Additionally, if you're near a large body of water, your balcony will be much more susceptible to corrosion in general. To prevent decay, check for it periodically and perform regular maintenance. And if you're considering buying a home with a balcony, you'll want to ensure it's safe. Make sure you know what to look for, make a list and stick to it when looking through the home yourself.
If the home has a wooden balcony, the next thing a balcony inspection will look for are signs of rot. Like metal and corrosion, wood degrades over time when exposed to the elements and needs to be regularly maintained. Waterproofing is vital in areas close to large bodies of water, as this speeds up the process. Make sure to periodically check your balcony for any signs of rot and structural damage and perform regular maintenance to slow the process down. Remember, most balcony failures (when it comes to wooden balconies) can be attributed to dry rot. Knowing how to create a maintenance schedule for your home helps quite a lot with this. And, of course, if you find any signs of rot or structural damage, ensure it's repaired as soon as possible. If not for the inspection, then for your overall safety.

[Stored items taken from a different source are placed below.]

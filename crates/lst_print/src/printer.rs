//! The shared base printer.
//!
//! Printing is a pure pre-order walk: each method emits the node's prefix
//! space verbatim, its literal tokens interleaved with recursive prints of
//! padded children, and any marker-driven punctuation (semicolons, omitted
//! parentheses, trailing commas). Every method mirrors exactly what the
//! mapper consumed for the same construct, which is what makes the round
//! trip byte-exact.
//!
//! Dialect differences are overridden methods on [`TreePrinter`]; the
//! default methods are the whole shared grammar, so a dialect printer
//! replaces only what differs and delegates the rest.

#[cfg(test)]
mod tests;

use lst_tree::{
    Annotation, Block, ClassDecl, ClassKind, Container, Expression, Identifier, Lambda, MethodDecl,
    Modifier, RightPadded, Space, Statement, TypeParameter, TypeTree, VariableDecls,
};

/// Append a space's exact bytes.
fn space(out: &mut String, s: &Space) {
    s.print_into(out);
}

pub trait TreePrinter {
    fn print_unit(&self, unit: &lst_tree::CompilationUnit, out: &mut String) {
        space(out, &unit.prefix);
        for statement in &unit.statements {
            self.print_padded_statement(statement, out);
        }
        space(out, &unit.eof);
    }

    fn print_padded_statement(&self, padded: &RightPadded<Statement>, out: &mut String) {
        self.print_statement(&padded.elem, out);
        space(out, &padded.after);
        if padded.markers.has_semicolon() {
            out.push(';');
        }
    }

    fn print_statement(&self, statement: &Statement, out: &mut String) {
        match statement {
            Statement::Package(package) => {
                space(out, &package.prefix);
                out.push_str("package");
                self.print_expression(&package.expr, out);
            }
            Statement::Import(import) => {
                space(out, &import.prefix);
                out.push_str("import");
                if let Some(statik) = &import.statik {
                    space(out, statik);
                    out.push_str("static");
                }
                self.print_expression(&import.qualid, out);
            }
            Statement::ClassDecl(class) => self.print_class(class, out),
            Statement::MethodDecl(method) => self.print_method(method, out),
            Statement::VariableDecls(decls) => self.print_variable_decls(decls, out),
            Statement::Block(block) => self.print_block(block, out),
            Statement::If(conditional) => {
                space(out, &conditional.prefix);
                out.push_str("if");
                let parens = &conditional.condition;
                space(out, &parens.prefix);
                out.push('(');
                self.print_expression(&parens.tree.elem, out);
                space(out, &parens.tree.after);
                out.push(')');
                self.print_padded_statement(&conditional.then_part, out);
                if let Some(else_part) = &conditional.else_part {
                    space(out, &else_part.prefix);
                    out.push_str("else");
                    self.print_padded_statement(&else_part.body, out);
                }
            }
            Statement::Return(ret) => {
                space(out, &ret.prefix);
                out.push_str("return");
                if let Some(expr) = &ret.expr {
                    self.print_expression(expr, out);
                }
            }
            Statement::Expression(expr) => self.print_expression(expr, out),
            Statement::Empty(empty) => space(out, &empty.prefix),
            Statement::Erroneous(erroneous) => {
                space(out, &erroneous.prefix);
                out.push_str(&erroneous.text);
            }
        }
    }

    fn print_block(&self, block: &Block, out: &mut String) {
        space(out, &block.prefix);
        let braced = !block.markers.has_omit_braces();
        if braced {
            out.push('{');
        }
        for statement in &block.statements {
            self.print_padded_statement(statement, out);
        }
        space(out, &block.end);
        if braced {
            out.push('}');
        }
    }

    fn print_class(&self, class: &ClassDecl, out: &mut String) {
        space(out, &class.prefix);
        for annotation in &class.leading_annotations {
            self.print_annotation(annotation, out);
        }
        for modifier in &class.modifiers {
            self.print_modifier(modifier, out);
        }
        space(out, &class.kind_prefix);
        out.push_str(class.kind.token());
        self.print_identifier(&class.name, out);
        if let Some(type_parameters) = &class.type_parameters {
            self.print_type_parameters(type_parameters, out);
        }
        if let Some(extends) = &class.extends {
            space(out, &extends.before);
            out.push_str("extends");
            self.print_type_tree(&extends.elem, out);
        }
        if let Some(implements) = &class.implements {
            space(out, &implements.before);
            out.push_str(if class.kind == ClassKind::Interface {
                "extends"
            } else {
                "implements"
            });
            self.print_bare_type_list(&implements.elems, out);
        }
        self.print_block(&class.body, out);
    }

    fn print_method(&self, method: &MethodDecl, out: &mut String) {
        space(out, &method.prefix);
        for annotation in &method.leading_annotations {
            self.print_annotation(annotation, out);
        }
        for modifier in &method.modifiers {
            self.print_modifier(modifier, out);
        }
        if let Some(type_parameters) = &method.type_parameters {
            self.print_type_parameters(type_parameters, out);
        }
        if let Some(return_type) = &method.return_type {
            self.print_type_tree(return_type, out);
        }
        self.print_identifier(&method.name, out);
        self.print_statement_container(&method.params, out);
        if let Some(throws) = &method.throws {
            space(out, &throws.before);
            out.push_str("throws");
            self.print_bare_type_list(&throws.elems, out);
        }
        if let Some(body) = &method.body {
            self.print_block(body, out);
        }
    }

    fn print_variable_decls(&self, decls: &VariableDecls, out: &mut String) {
        space(out, &decls.prefix);
        for annotation in &decls.leading_annotations {
            self.print_annotation(annotation, out);
        }
        for modifier in &decls.modifiers {
            self.print_modifier(modifier, out);
        }
        if let Some(type_expr) = &decls.type_expr {
            self.print_type_tree(type_expr, out);
        }
        for (i, var) in decls.vars.iter().enumerate() {
            space(out, &var.elem.prefix);
            self.print_identifier(&var.elem.name, out);
            if let Some(initializer) = &var.elem.initializer {
                space(out, &initializer.before);
                out.push('=');
                self.print_expression(&initializer.elem, out);
            }
            space(out, &var.after);
            if i + 1 < decls.vars.len() {
                out.push(',');
            }
        }
    }

    fn print_modifier(&self, modifier: &Modifier, out: &mut String) {
        space(out, &modifier.prefix);
        out.push_str(modifier.keyword.token());
        for annotation in &modifier.annotations {
            self.print_annotation(annotation, out);
        }
    }

    fn print_annotation(&self, annotation: &Annotation, out: &mut String) {
        space(out, &annotation.prefix);
        out.push('@');
        self.print_type_tree(&annotation.annotation_type, out);
        if let Some(args) = &annotation.args {
            self.print_expr_container(args, out);
        }
    }

    fn print_type_parameters(&self, container: &Container<TypeParameter>, out: &mut String) {
        space(out, &container.before);
        out.push('<');
        for (i, param) in container.elems.iter().enumerate() {
            space(out, &param.elem.prefix);
            for annotation in &param.elem.annotations {
                self.print_annotation(annotation, out);
            }
            self.print_identifier(&param.elem.name, out);
            if let Some(bounds) = &param.elem.bounds {
                space(out, &bounds.before);
                out.push_str("extends");
                for (j, bound) in bounds.elems.iter().enumerate() {
                    self.print_type_tree(&bound.elem, out);
                    space(out, &bound.after);
                    if j + 1 < bounds.elems.len() {
                        out.push('&');
                    }
                }
            }
            space(out, &param.after);
            out.push(if i + 1 < container.elems.len() { ',' } else { '>' });
        }
    }

    /// Comma-separated type list with no closing delimiter (`implements`,
    /// `throws`).
    fn print_bare_type_list(&self, elems: &[RightPadded<TypeTree>], out: &mut String) {
        for (i, elem) in elems.iter().enumerate() {
            self.print_type_tree(&elem.elem, out);
            space(out, &elem.after);
            if i + 1 < elems.len() {
                out.push(',');
            }
        }
    }

    fn print_type_tree(&self, tree: &TypeTree, out: &mut String) {
        match tree {
            TypeTree::Identifier(identifier) => self.print_identifier(identifier, out),
            TypeTree::FieldAccess(access) => {
                space(out, &access.prefix);
                self.print_expression(&access.target, out);
                space(out, &access.name.before);
                out.push('.');
                self.print_identifier(&access.name.elem, out);
            }
            TypeTree::Parameterized(parameterized) => {
                space(out, &parameterized.prefix);
                self.print_type_tree(&parameterized.clazz, out);
                let args = &parameterized.type_args;
                space(out, &args.before);
                out.push('<');
                for (i, arg) in args.elems.iter().enumerate() {
                    self.print_type_tree(&arg.elem, out);
                    space(out, &arg.after);
                    out.push(if i + 1 < args.elems.len() { ',' } else { '>' });
                }
            }
            TypeTree::Array(array) => {
                space(out, &array.prefix);
                self.print_type_tree(&array.element_type, out);
                space(out, &array.dimension_before);
                out.push('[');
                space(out, &array.dimension_inner);
                out.push(']');
            }
        }
    }

    fn print_identifier(&self, identifier: &Identifier, out: &mut String) {
        space(out, &identifier.prefix);
        out.push_str(&identifier.simple_name);
    }

    fn print_expression(&self, expr: &Expression, out: &mut String) {
        match expr {
            Expression::Identifier(identifier) => self.print_identifier(identifier, out),
            Expression::Literal(literal) => {
                space(out, &literal.prefix);
                out.push_str(&literal.value_source);
            }
            Expression::Binary(binary) => {
                space(out, &binary.prefix);
                self.print_expression(&binary.left, out);
                space(out, &binary.operator.before);
                out.push_str(binary.operator.elem.token());
                self.print_expression(&binary.right, out);
            }
            Expression::Unary(unary) => {
                space(out, &unary.prefix);
                space(out, &unary.operator.before);
                out.push_str(unary.operator.elem.token());
                self.print_expression(&unary.expr, out);
            }
            Expression::Assignment(assignment) => {
                space(out, &assignment.prefix);
                self.print_expression(&assignment.variable, out);
                space(out, &assignment.assignment.before);
                out.push('=');
                self.print_expression(&assignment.assignment.elem, out);
            }
            Expression::FieldAccess(access) => {
                space(out, &access.prefix);
                self.print_expression(&access.target, out);
                space(out, &access.name.before);
                out.push('.');
                self.print_identifier(&access.name.elem, out);
            }
            Expression::MethodInvocation(invocation) => {
                space(out, &invocation.prefix);
                if let Some(select) = &invocation.select {
                    self.print_expression(&select.elem, out);
                    space(out, &select.after);
                    out.push('.');
                }
                self.print_identifier(&invocation.name, out);
                self.print_expr_container(&invocation.args, out);
            }
            Expression::Lambda(lambda) => self.print_lambda(lambda, out),
            Expression::Parentheses(parens) => {
                space(out, &parens.prefix);
                out.push('(');
                self.print_expression(&parens.tree.elem, out);
                space(out, &parens.tree.after);
                out.push(')');
            }
            Expression::Empty(empty) => space(out, &empty.prefix),
            Expression::Erroneous(erroneous) => {
                space(out, &erroneous.prefix);
                out.push_str(&erroneous.text);
            }
        }
    }

    /// Argument list. An omitted-parentheses marker suppresses both parens
    /// and prints bare comma-separated arguments.
    fn print_expr_container(&self, container: &Container<Expression>, out: &mut String) {
        if container.markers.has_omit_parentheses() {
            for (i, elem) in container.elems.iter().enumerate() {
                self.print_expression(&elem.elem, out);
                space(out, &elem.after);
                if i + 1 < container.elems.len() {
                    out.push(',');
                }
            }
            return;
        }
        space(out, &container.before);
        out.push('(');
        for (i, elem) in container.elems.iter().enumerate() {
            self.print_expression(&elem.elem, out);
            space(out, &elem.after);
            if i + 1 < container.elems.len() {
                out.push(',');
            } else if let Some(trailing) = elem.markers.trailing_comma() {
                out.push(',');
                space(out, trailing);
            }
        }
        out.push(')');
    }

    /// Parenthesized statement list (method parameters).
    fn print_statement_container(&self, container: &Container<Statement>, out: &mut String) {
        space(out, &container.before);
        out.push('(');
        for (i, elem) in container.elems.iter().enumerate() {
            self.print_statement(&elem.elem, out);
            space(out, &elem.after);
            if i + 1 < container.elems.len() {
                out.push(',');
            }
        }
        out.push(')');
    }

    /// Shared-grammar lambda: `(a, b) -> body`. The scripting dialect
    /// overrides this with its braced closure form.
    fn print_lambda(&self, lambda: &Lambda, out: &mut String) {
        space(out, &lambda.prefix);
        space(out, &lambda.params.prefix);
        if lambda.params.parenthesized {
            out.push('(');
        }
        for (i, param) in lambda.params.params.iter().enumerate() {
            self.print_statement(&param.elem, out);
            space(out, &param.after);
            if i + 1 < lambda.params.params.len() {
                out.push(',');
            }
        }
        if lambda.params.parenthesized {
            out.push(')');
        }
        space(out, &lambda.arrow);
        out.push_str("->");
        self.print_statement(&lambda.body, out);
    }
}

Wooden balconies need to be regularly inspected for signs of rot.
Cracks in wooden balconies are a cause for concern, even more so in the case of concrete ones. Both wood and concrete tend to crack with age, and, of course, these cracks weaken their structural integrity. Wooden balconies need to be sealed from underneath to be protected from the elements. However, they also need to have cross ventilation openings protected from rain and snow. This is important as improper ventilation can lead to cracks forming much more quickly, and the openings being exposed to rain and snow can cause rot. These faults can be easy to overlook, so make sure you're thorough when inspecting the balcony yourself. Additionally, experts from Van Express Movers note that you should make sure you pay attention to these small details before committing to a home you’re considering. Missing them could have serious consequences down the line, so be careful.

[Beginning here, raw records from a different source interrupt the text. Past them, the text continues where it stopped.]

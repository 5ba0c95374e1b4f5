//! Diagnostics and error collection for the LST pipeline.
//!
//! Nothing in the parsing core is fatal: per-declaration conversion
//! failures, host-frontend complaints, and type-resolution fallbacks all
//! become [`Diagnostic`] values reported to a shared [`DiagnosticSink`].
//! A diagnostic carries the chain of enclosing node kinds the mapper was
//! inside when the problem occurred, so one bad declaration in a large file
//! is still locatable.

mod diagnostic;
mod sink;

pub use diagnostic::{sanitize_message, ContextFrame, Diagnostic, Severity};
pub use sink::DiagnosticSink;
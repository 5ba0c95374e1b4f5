//! Diagnostic values.

use std::fmt;

#[derive(Copy, Clone, Eq, PartialEq, Hash, Debug)]
pub enum Severity {
    /// The parse continued; the produced tree is usable but degraded
    /// (erroneous node, synthetic type descriptor, host complaint).
    Warning,
    /// The parse of one declaration was abandoned and replaced by an
    /// erroneous node. Never aborts the run.
    Error,
}

/// One enclosing node kind at the time a problem was reported.
#[derive(Clone, Eq, PartialEq, Hash, Debug)]
pub struct ContextFrame {
    /// Node kind name, e.g. `ClassDecl` or `MethodInvocation`.
    pub node_kind: &'static str,
    /// One-based source line the mapper's cursor was on.
    pub line: u32,
}

/// A non-fatal problem encountered while producing an LST.
#[derive(Clone, Eq, PartialEq, Debug)]
pub struct Diagnostic {
    pub severity: Severity,
    pub message: String,
    /// One-based line of the failure site, when known.
    pub line: Option<u32>,
    /// Enclosing node kinds, outermost first.
    pub context: Vec<ContextFrame>,
}

impl Diagnostic {
    pub fn warning(message: impl Into<String>) -> Diagnostic {
        Diagnostic {
            severity: Severity::Warning,
            message: message.into(),
            line: None,
            context: Vec::new(),
        }
    }

    pub fn error(message: impl Into<String>) -> Diagnostic {
        Diagnostic {
            severity: Severity::Error,
            message: message.into(),
            line: None,
            context: Vec::new(),
        }
    }

    pub fn at_line(mut self, line: u32) -> Diagnostic {
        self.line = Some(line);
        self
    }

    pub fn with_context(mut self, context: Vec<ContextFrame>) -> Diagnostic {
        self.context = context;
        self
    }
}

impl fmt::Display for Diagnostic {
    fn fmt(&self, f: &mut fmt::Formatter<'_>) -> fmt::Result {
        match self.severity {
            Severity::Warning => write!(f, "warning: {}", self.message)?,
            Severity::Error => write!(f, "error: {}", self.message)?,
        }
        if let Some(line) = self.line {
            write!(f, " (line {line})")?;
        }
        if !self.context.is_empty() {
            write!(f, " in ")?;
            for (i, frame) in self.context.iter().enumerate() {
                if i > 0 {
                    write!(f, " > ")?;
                }
                write!(f, "{}@{}", frame.node_kind, frame.line)?;
            }
        }
        Ok(())
    }
}

/// Strip pipeline-internal frames from a panic/backtrace-style message so
/// user-facing warnings name the failure, not the mapper's call stack.
pub fn sanitize_message(message: &str) -> String {
    message
        .lines()
        .filter(|line| {
            let trimmed = line.trim_start();
            !(trimmed.starts_with("at lst_parse::")
                || trimmed.starts_with("at lst_types::")
                || trimmed.starts_with("at lst_tree::"))
        })
        .collect::<Vec<_>>()
        .join("\n")
}

#[cfg(test)]
mod tests {
    use super::*;
    use pretty_assertions::assert_eq;

    #[test]
    fn display_includes_context_chain() {
        let diagnostic = Diagnostic::error("unexpected token")
            .at_line(7)
            .with_context(vec![
                ContextFrame {
                    node_kind: "CompilationUnit",
                    line: 1,
                },
                ContextFrame {
                    node_kind: "ClassDecl",
                    line: 5,
                },
            ]);
        assert_eq!(
            diagnostic.to_string(),
            "error: unexpected token (line 7) in CompilationUnit@1 > ClassDecl@5"
        );
    }

    #[test]
    fn sanitize_drops_internal_frames() {
        let raw = "conversion failed\n  at lst_parse::java::map_class\n  at caller::site";
        assert_eq!(
            sanitize_message(raw),
            "conversion failed\n  at caller::site"
        );
    }
}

Finally, railings are one of the most critical parts of a balcony inspection. They can come in different materials and be connected in various ways. However, they must be up to local building codes to pass an inspection. Railings are always required for safety purposes, and there are codes for the maximum opening between balusters, pickets, or spindles. Generally, a 4-inch diameter ball can’t be allowed to fall through the gap, and if it can, then the balcony isn't up to code. These rules and regulations can vary from place to place, so research your local building codes to be sure. However, the balcony isn't the only important thing to inspect when looking into a new home, and you should consider the reasons to get a plumbing inspection before buying a new home.
Railings are one of the most critical parts of a balcony and demand proper checks.
What to expect from a balcony inspection – wrap up
Preparing for a balcony inspection mainly comes down to knowing what the inspector will look for. Spotting the problems on time and ensuring they're fixed is also quite important, not just when a balcony inspection is upcoming. For your safety, you should know what problems to look for when it comes to balconies. This way, you can make sure to repair them before they can become serious problems. Remember, structurally unsound balconies are pretty dangerous and can cause damage to the rest of the home.
We hope this guide to what to expect from a balcony inspection helps you prepare properly, and we wish you a great rest of your day.